A closely watched AstraZeneca drug did not extend lives of patients with the rare cancer mesothelioma when given on its own, but the drugmaker said it still believed the medicine had a role to play in combination treatments.

Mesothelioma is a deadly form of cancer that affects the lining of the lungs or abdomen. Patients typically live only nine to 12 months after initial diagnosis.

In a clinical trial tremelimumab failed to meet the goal of improving overall survival in hard-to-treat mesothelioma patients whose disease had already been treated unsuccessfully with standard drugs, AstraZeneca said on Monday.

Shares in the company fell 2.2 percent following the news.

"We are disappointed that tremelimumab monotherapy did not demonstrate a survival benefit in this patient population with no approved medicines beyond first-line treatment," said Robert Iannone, the company's head of immuno-oncology.
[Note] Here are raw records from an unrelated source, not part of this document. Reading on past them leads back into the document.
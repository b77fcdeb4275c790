//! # Repository Module
//!
//! Database repository implementations for the settlement engine.
//!
//! ## Repository Pattern
//! ```text
//! ┌─────────────────────────────────────────────────────────────────────────┐
//! │                    Repository Pattern Explained                         │
//! │                                                                         │
//! │  The Repository pattern abstracts database access behind a clean API.  │
//! │                                                                         │
//! │  SettlementCoordinator                                                 │
//! │       │                                                                 │
//! │       │  db.customers().post_debt(...)                                 │
//! │       ▼                                                                 │
//! │  CustomerRepository                                                    │
//! │  ├── get_by_id(&self, id)                                              │
//! │  ├── post_debt(&self, ...)  ← idempotent, transactional               │
//! │  └── balance(&self, id)                                                │
//! │       │                                                                 │
//! │       │  SQL Query                                                      │
//! │       ▼                                                                 │
//! │  SQLite Database                                                       │
//! │                                                                         │
//! │  Benefits:                                                              │
//! │  • SQL (and every CAS guard) isolated in one place                     │
//! │  • Clean separation of concerns                                        │
//! │  • Easy to test against an in-memory database                          │
//! └─────────────────────────────────────────────────────────────────────────┘
//! ```
//!
//! ## Available Repositories
//!
//! - [`table::TableRepository`] - Table occupancy transitions
//! - [`order::OrderRepository`] - Orders, line items, settle CAS
//! - [`customer::CustomerRepository`] - Customers and the debt ledger
//! - [`cash::CashRepository`] - Drawer sessions and the movement log
//! - [`product::ProductRepository`] - Catalog boundary

pub mod cash;
pub mod customer;
pub mod order;
pub mod product;
pub mod table;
"However, we remain confident in tremelimumab’s clinical activity in combination."

Tremelimumab is also being tested in combination with another of AstraZeneca’s immune-boosting drugs called durvalumab in multiple tumour types, including non-small cell lung cancer.
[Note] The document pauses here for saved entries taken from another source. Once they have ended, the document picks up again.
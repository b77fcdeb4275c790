//! # Domain Types
//!
//! Core domain types for the settlement engine.
//!
//! ## Type Hierarchy
//! ```text
//! ┌─────────────────────────────────────────────────────────────────────────┐
//! │                         Domain Types                                    │
//! │                                                                         │
//! │  ┌─────────────────┐   ┌─────────────────┐   ┌──────────────────┐      │
//! │  │   DiningTable   │   │      Order      │   │  OrderLineItem   │      │
//! │  │  ─────────────  │   │  ─────────────  │   │  ──────────────  │      │
//! │  │  id (UUID)      │◄──│  table_id (FK)  │◄──│  order_id (FK)   │      │
//! │  │  number         │   │  status         │   │  qty, snapshot   │      │
//! │  │  status         │   │  total_cents    │   │  total_cents     │      │
//! │  └─────────────────┘   └─────────────────┘   └──────────────────┘      │
//! │                                                                         │
//! │  ┌─────────────────┐   ┌─────────────────┐   ┌──────────────────┐      │
//! │  │   CashSession   │   │ CashTransaction │   │    DebtEntry     │      │
//! │  │  ─────────────  │   │  ─────────────  │   │  ──────────────  │      │
//! │  │  opening float  │◄──│  session (FK)   │   │  customer (FK)   │      │
//! │  │  Open | Closed  │   │  Sale/In/Out    │   │  order (FK)      │      │
//! │  └─────────────────┘   └─────────────────┘   └──────────────────┘      │
//! └─────────────────────────────────────────────────────────────────────────┘
//! ```
//!
//! ## Dual-Key Identity Pattern
//! Every entity has a UUID v4 `id` (immutable, used for relations) and,
//! where one exists, a human-facing business key (table number).

use chrono::{DateTime, Utc};
use serde::{Deserialize, Serialize};

use crate::money::Money;

// =============================================================================
// Table
// =============================================================================

/// Occupancy status of a physical table.
#[derive(Debug, Clone, Copy, PartialEq, Eq, Serialize, Deserialize)]
#[cfg_attr(feature = "sqlx", derive(sqlx::Type))]
#[cfg_attr(feature = "sqlx", sqlx(rename_all = "lowercase"))]
#[serde(rename_all = "snake_case")]
pub enum TableStatus {
    /// No open order references this table.
    Free,
    /// An open order is running on this table.
    Occupied,
}

/// A physical seating unit.
///
/// Invariant: at most one *open* [`Order`] may reference a table at a time
/// (enforced by the database layer). Tables are created at provisioning
/// time and never destroyed while historical orders reference them.
#[derive(Debug, Clone, Serialize, Deserialize)]
#[cfg_attr(feature = "sqlx", derive(sqlx::FromRow))]
pub struct DiningTable {
    /// Unique identifier (UUID v4).
    pub id: String,

    /// Numeric label painted on the actual table.
    pub number: i64,

    pub status: TableStatus,

    /// Optional guest name noted when the table was occupied.
    pub guest_name: Option<String>,

    /// When the current occupancy started (None while free).
    pub opened_at: Option<DateTime<Utc>>,

    pub created_at: DateTime<Utc>,
}

// =============================================================================
// Order Status
// =============================================================================

/// Lifecycle status of an order (one tab).
///
/// Legal transitions: `Open → Settled` and `Open → Voided`, both terminal.
/// An empty open order is *deleted* (abandoned), which is neither.
#[derive(Debug, Clone, Copy, PartialEq, Eq, Serialize, Deserialize)]
#[cfg_attr(feature = "sqlx", derive(sqlx::Type))]
#[cfg_attr(feature = "sqlx", sqlx(rename_all = "lowercase"))]
#[serde(rename_all = "snake_case")]
pub enum OrderStatus {
    /// Items are being added; the table is occupied.
    Open,
    /// Fully paid and closed.
    Settled,
    /// Cancelled by staff override.
    Voided,
}

impl Default for OrderStatus {
    fn default() -> Self {
        OrderStatus::Open
    }
}

// =============================================================================
// Order
// =============================================================================

/// One tab: the running bill for one occupied table.
#[derive(Debug, Clone, Serialize, Deserialize)]
#[cfg_attr(feature = "sqlx", derive(sqlx::FromRow))]
pub struct Order {
    pub id: String,

    /// The table this tab runs on.
    pub table_id: String,

    /// Linked customer. Set during settlement only when exactly one
    /// customer received a deferred-credit posting; stays None otherwise.
    pub customer_id: Option<String>,

    pub status: OrderStatus,

    /// Derived, never authoritative: always recomputed from line items.
    pub total_cents: i64,

    /// Instrument kind carrying the largest share of the settlement,
    /// recorded for reporting (e.g. "cash", "deferred_credit").
    pub payment_label: Option<String>,

    /// Attempt identifier of the settlement that closed this order.
    /// Lets a retried attempt recognize its own completed work.
    pub settle_attempt_id: Option<String>,

    /// Optimistic concurrency token. Incremented on every line-item
    /// mutation; stale writers are rejected.
    pub version: i64,

    pub created_at: DateTime<Utc>,
    pub updated_at: DateTime<Utc>,
    pub settled_at: Option<DateTime<Utc>>,
}

impl Order {
    /// Returns the derived total as Money.
    #[inline]
    pub fn total(&self) -> Money {
        Money::from_cents(self.total_cents)
    }
}

// =============================================================================
// Order Line Item
// =============================================================================

/// A line item in an order.
/// Uses the snapshot pattern to freeze product data at time of first add.
#[derive(Debug, Clone, Serialize, Deserialize)]
#[cfg_attr(feature = "sqlx", derive(sqlx::FromRow))]
pub struct OrderLineItem {
    pub id: String,
    pub order_id: String,
    pub product_id: String,

    /// Product name at time of add (frozen).
    pub name_snapshot: String,

    /// Unit price in centavos at time of add (frozen). Later catalog price
    /// changes never touch an open tab.
    pub unit_price_cents: i64,

    /// Quantity ordered (always positive; the row is deleted at zero).
    pub quantity: i64,

    /// Extended price = unit price × quantity. Recomputed on every
    /// mutation, never edited independently.
    pub total_cents: i64,

    pub created_at: DateTime<Utc>,
}

impl OrderLineItem {
    /// Returns the frozen unit price as Money.
    #[inline]
    pub fn unit_price(&self) -> Money {
        Money::from_cents(self.unit_price_cents)
    }

    /// Returns the extended price as Money.
    #[inline]
    pub fn extended_price(&self) -> Money {
        Money::from_cents(self.total_cents)
    }
}

// =============================================================================
// Payment Instruments
// =============================================================================

/// A payment instrument declared during settlement.
#[derive(Debug, Clone, Copy, PartialEq, Eq, Serialize, Deserialize)]
#[cfg_attr(feature = "sqlx", derive(sqlx::Type))]
#[cfg_attr(feature = "sqlx", sqlx(rename_all = "snake_case"))]
#[serde(rename_all = "snake_case")]
pub enum PaymentKind {
    /// Physical cash into the drawer.
    Cash,
    /// Card on an external terminal.
    Card,
    /// Instant bank transfer (Pix-style).
    InstantTransfer,
    /// Store tab: collection deferred to the customer's debt ledger.
    DeferredCredit,
}

impl PaymentKind {
    /// Stable lowercase label used for reporting on settled orders.
    pub fn label(&self) -> &'static str {
        match self {
            PaymentKind::Cash => "cash",
            PaymentKind::Card => "card",
            PaymentKind::InstantTransfer => "instant_transfer",
            PaymentKind::DeferredCredit => "deferred_credit",
        }
    }

    /// Whether this instrument produces a cash-drawer movement.
    ///
    /// Everything except deferred credit is cash-equivalent for daily
    /// reconciliation purposes: it was collected during the shift.
    #[inline]
    pub fn is_cash_equivalent(&self) -> bool {
        !matches!(self, PaymentKind::DeferredCredit)
    }
}

/// One declared payment within a settlement attempt.
///
/// Allocations live only in the in-memory working set until the
/// Settlement Coordinator commits; an abandoned checkout discards them
/// with no durable effect.
#[derive(Debug, Clone, PartialEq, Eq, Serialize, Deserialize)]
pub struct PaymentAllocation {
    pub kind: PaymentKind,

    /// Amount in centavos (positive, ≤ remaining balance at declaration).
    pub amount_cents: i64,

    /// Required for `DeferredCredit`, meaningless otherwise.
    pub customer_id: Option<String>,
}

impl PaymentAllocation {
    /// Convenience constructor for cash-equivalent instruments.
    pub fn immediate(kind: PaymentKind, amount_cents: i64) -> Self {
        PaymentAllocation {
            kind,
            amount_cents,
            customer_id: None,
        }
    }

    /// Convenience constructor for a store-tab allocation.
    pub fn deferred(amount_cents: i64, customer_id: impl Into<String>) -> Self {
        PaymentAllocation {
            kind: PaymentKind::DeferredCredit,
            amount_cents,
            customer_id: Some(customer_id.into()),
        }
    }

    /// Returns the amount as Money.
    #[inline]
    pub fn amount(&self) -> Money {
        Money::from_cents(self.amount_cents)
    }
}

// =============================================================================
// Catalog & Customers (external collaborator shapes)
// =============================================================================

/// A product as seen by the Line-Item Ledger.
///
/// The catalog itself is an external collaborator; this is the read shape
/// used to snapshot prices onto order lines.
#[derive(Debug, Clone, Serialize, Deserialize)]
#[cfg_attr(feature = "sqlx", derive(sqlx::FromRow))]
pub struct Product {
    pub id: String,
    pub name: String,
    pub price_cents: i64,
    /// Inactive products cannot be added to tabs (soft delete).
    pub is_active: bool,
    pub created_at: DateTime<Utc>,
}

impl Product {
    /// Returns the current catalog price as Money.
    #[inline]
    pub fn price(&self) -> Money {
        Money::from_cents(self.price_cents)
    }
}

/// A customer record with their running debt balance.
#[derive(Debug, Clone, Serialize, Deserialize)]
#[cfg_attr(feature = "sqlx", derive(sqlx::FromRow))]
pub struct Customer {
    pub id: String,
    pub name: String,
    pub phone: Option<String>,

    /// Advisory ceiling shown to staff. Never a hard gate: refusing a
    /// regular mid-transaction is a business decision, not a system one.
    pub credit_limit_cents: i64,

    /// Running debt balance, increased by deferred-credit settlements.
    pub balance_cents: i64,

    pub notes: Option<String>,
    pub created_at: DateTime<Utc>,
}

impl Customer {
    /// Returns the running balance as Money.
    #[inline]
    pub fn balance(&self) -> Money {
        Money::from_cents(self.balance_cents)
    }

    /// True when a further posting of `amount` would exceed the advisory
    /// limit. Informational only.
    pub fn would_exceed_limit(&self, amount: Money) -> bool {
        self.credit_limit_cents > 0
            && self.balance_cents + amount.cents() > self.credit_limit_cents
    }
}

/// One posted deferred-credit amount: customer, order, and the settlement
/// attempt that produced it. Append-only; the audit trail behind the
/// running balance.
#[derive(Debug, Clone, Serialize, Deserialize)]
#[cfg_attr(feature = "sqlx", derive(sqlx::FromRow))]
pub struct DebtEntry {
    pub id: String,
    pub customer_id: String,
    pub order_id: String,
    pub amount_cents: i64,

    /// Settlement attempt that wrote this entry.
    pub attempt_id: String,
    /// Position of the allocation within its attempt.
    pub seq: i64,

    pub created_at: DateTime<Utc>,
}

// =============================================================================
// Cash Drawer
// =============================================================================

/// Status of a cash drawer session.
#[derive(Debug, Clone, Copy, PartialEq, Eq, Serialize, Deserialize)]
#[cfg_attr(feature = "sqlx", derive(sqlx::Type))]
#[cfg_attr(feature = "sqlx", sqlx(rename_all = "lowercase"))]
#[serde(rename_all = "snake_case")]
pub enum CashSessionStatus {
    Open,
    Closed,
}

/// One shift's register.
///
/// Invariant: at most one `Open` session system-wide; once `Closed`,
/// immutable and no further transactions may reference it.
#[derive(Debug, Clone, Serialize, Deserialize)]
#[cfg_attr(feature = "sqlx", derive(sqlx::FromRow))]
pub struct CashSession {
    pub id: String,

    /// Staff member who opened the drawer.
    pub opened_by: String,
    /// Staff member who closed it (None while open).
    pub closed_by: Option<String>,

    /// Manually counted float placed in the drawer at open.
    pub opening_float_cents: i64,

    /// Expected balance snapshotted at close (None while open):
    /// opening float + Σ Sale + Σ ManualInflow − Σ ManualOutflow.
    pub closing_balance_cents: Option<i64>,

    pub status: CashSessionStatus,

    pub opened_at: DateTime<Utc>,
    pub closed_at: Option<DateTime<Utc>>,
}

/// Kind of movement within a cash session.
#[derive(Debug, Clone, Copy, PartialEq, Eq, Serialize, Deserialize)]
#[cfg_attr(feature = "sqlx", derive(sqlx::Type))]
#[cfg_attr(feature = "sqlx", sqlx(rename_all = "snake_case"))]
#[serde(rename_all = "snake_case")]
pub enum CashTransactionKind {
    /// Cash-equivalent payment collected for a settled order.
    Sale,
    /// Money added to the drawer outside a sale (extra change, etc.).
    ManualInflow,
    /// Money removed from the drawer (supplier payment, skim to safe).
    ManualOutflow,
}

/// One immutable movement within a cash session.
///
/// Only ever appended, never edited or deleted: the session's expected
/// balance is re-derived by summation so a crash mid-write can never
/// corrupt a running total.
#[derive(Debug, Clone, Serialize, Deserialize)]
#[cfg_attr(feature = "sqlx", derive(sqlx::FromRow))]
pub struct CashTransaction {
    pub id: String,
    pub session_id: String,
    pub kind: CashTransactionKind,

    /// Amount in centavos (always positive; direction comes from `kind`).
    pub amount_cents: i64,

    pub description: String,

    /// Staff member who caused the movement.
    pub actor_id: String,

    /// For `Sale` entries: the settled order this movement belongs to.
    pub order_id: Option<String>,

    /// Settlement idempotency tags (None for manual movements).
    pub attempt_id: Option<String>,
    pub seq: Option<i64>,

    pub created_at: DateTime<Utc>,
}

impl CashTransaction {
    /// Returns the movement amount as Money.
    #[inline]
    pub fn amount(&self) -> Money {
        Money::from_cents(self.amount_cents)
    }

    /// Signed contribution of this movement to the expected balance.
    pub fn signed_cents(&self) -> i64 {
        match self.kind {
            CashTransactionKind::Sale | CashTransactionKind::ManualInflow => self.amount_cents,
            CashTransactionKind::ManualOutflow => -self.amount_cents,
        }
    }
}

// =============================================================================
// Unit Tests
// =============================================================================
AstraZeneca is relying heavily on new cancer drugs to drive long-term growth and replace sales lost from older products that are going off patent.

Its biggest oncology bets are in the field of immunotherapy, or medicines that boost the body's natural immune system defences to fight cancerous cells.

However, the British-based group is facing tough competition from various rivals, including Bristol-Myers Squibb, which has pulled ahead in the race to dominate the hot new area of cancer medicine.